Gorzkow was situated within a beautiful, lush region of Poland. The countryside had rolling hills, fields of wildflowers, bending trees, and melancholy skies. The region had fertile soil with a multitude of orchards. There was such a surplus they used to feed their extra food to the pigs. The family’s lumberyard was in the dense, rich forests near Krasnobrod, 45 miles south. The winters were harsh, cold, and snowy. The Szapiros heated their home with a coal stove. My grandmother recalled that she and Sarah, the maid, brought in wood and coal from the shed.

Of course, my grandmother’s memories, much like the myths of the prewar shtetl, conceal as much as they reveal. Her understanding of Gorzkow was that of a child, largely ignorant of the conflicts and tensions surrounding her. Indeed, for Jews in Gorzkow as in much of the Pale of Settlement, anti-Semitism was prevalent and growing worse during the period of my grandmother’s childhood. During WWI, the invading Russian army had burned the Gorzkow synagogue to the ground.
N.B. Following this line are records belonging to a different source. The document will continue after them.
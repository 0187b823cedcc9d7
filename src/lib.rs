//! View router for the music theory single-page application.
//!
//! Maps `/scales`, `/chords`, `/progressions` and `/metronome` to their
//! views, redirects `/` to `/scales`, and ships a small HTTP shell that
//! serves the application in history mode.

pub mod config;
pub mod http;
pub mod lifecycle;
pub mod observability;
pub mod routing;

pub use config::AppConfig;
pub use http::HttpServer;
pub use lifecycle::Shutdown;
pub use routing::{Navigation, Router, RoutingError};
Between the wars, according to the Gorzkow Yizkor book, many Jews moved to other villages due to increasing anti-Semitism. Catholic villagers boycotted Jewish merchants and attacked Jewish peddlers. Even within the Jewish community there were tensions. There were class discrepancies between well-off families such as my grandmother’s and orphaned servants such as Sarah. There were disagreements about which strains of Judaism were most pious, and between Zionists longing for Aliyah to the State of Israel and those who thought the Jewish future lay in Europe. Mass immigration separated families across oceans. Like millions of other Polish Jews, my grandmother had relatives who had emigrated to America, Russia, and Palestine. Her future husband’s family had cousins who emigrated to Montreal. That is where my grandmother would wind up after the war.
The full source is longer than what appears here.